I returned home and spent an afternoon with my brother (same mother) talking about everything from pizza to remodeling to the matters at hand, someone whose voice is to me as old as my own DNA. And today my son and I hiked trails we’d never been on before, and just like when we search the stars or when we catch the sunrises and sunsets, we remained without baggage or projects or issues of any sort, completely present, in the moment.
And all of these people brought me such peace.
It is such a contradiction to the contradiction that is creativity. I must be both completely present in the diction, the word choice, the sound of fingers on the keyboard and the frustrating and distracting anticipatory device that keeps telling me to hit “tab” to complete a word automatically instead of just letting me finish typing it. All of this part of the process is terribly present and real. But my mind and the prose force me to focus on future events or past happenings, sometimes decades and decades past, sometimes four hours ago, and so the process leaves me feeling as if I’m out on some body of water somewhere with two surfboards, and I’ve got one foot on each, one completely aware of the visceral contact, the other looking at the shore or looking back at the waves from which we came. It is quite the balancing act, and too much awareness of the keyboard, the diction, and I’m done; too much awareness of the events of 1980 or 2021 and the writing is done. It’s about balance.
Ah, there it is.
It is all about balance, about leaving the desk for the damp evening, the cool wet feel of my skin as fall weather comes on quickly, shaking off the words and ideas for a bit, knowing I can return later. Too much of one can destroy the other. Balance. It isn’t easy for some of us to find. We are not a smart lot, us engaged in the creative endeavors.

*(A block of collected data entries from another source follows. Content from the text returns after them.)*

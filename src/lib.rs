//! Gym Membership Registry Library
//!
//! This library crate defines the modules behind the `gym-membership` binary (`main.rs`).
//!
//! ## Modules
//! - **`membership`**: The membership record, the in-memory registry and its HTTP handlers.
//! - **`server`**: Configuration, router construction and the serve loop.
//!
//! Tests build the router with [`server::build_router`] and a fresh registry;
//! only the binary binds a socket.

pub mod membership;
pub mod server;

But back to the projects at various stages riding those waves right now, as I was going to say before Truth broke in with all of her matter-of-factness about balance (thank you Robert), I’ve got several going at once and I’m not sure if any of them will come to fruition, let alone be worthy of sharing. And as for any of them making large enough waves to make the returns worth the effort, well few writers I know play that pipe dream.
No, I’m going to clean the porch and write a book this weekend. I can’t possibly get one done without the other. And when they get the wires crossed and I’m not sure what to do? I’ll head to the river. A walk to let it all align itself and tell me my next step. Down at the river where the wide Rappahannock and the massive Chesapeake Bay battle for the same space, sometimes leaving the waters salty, sometimes clear as rainwater. But around here where watermen watch the weather when they’re on shore, one can’t possibly exist without the other.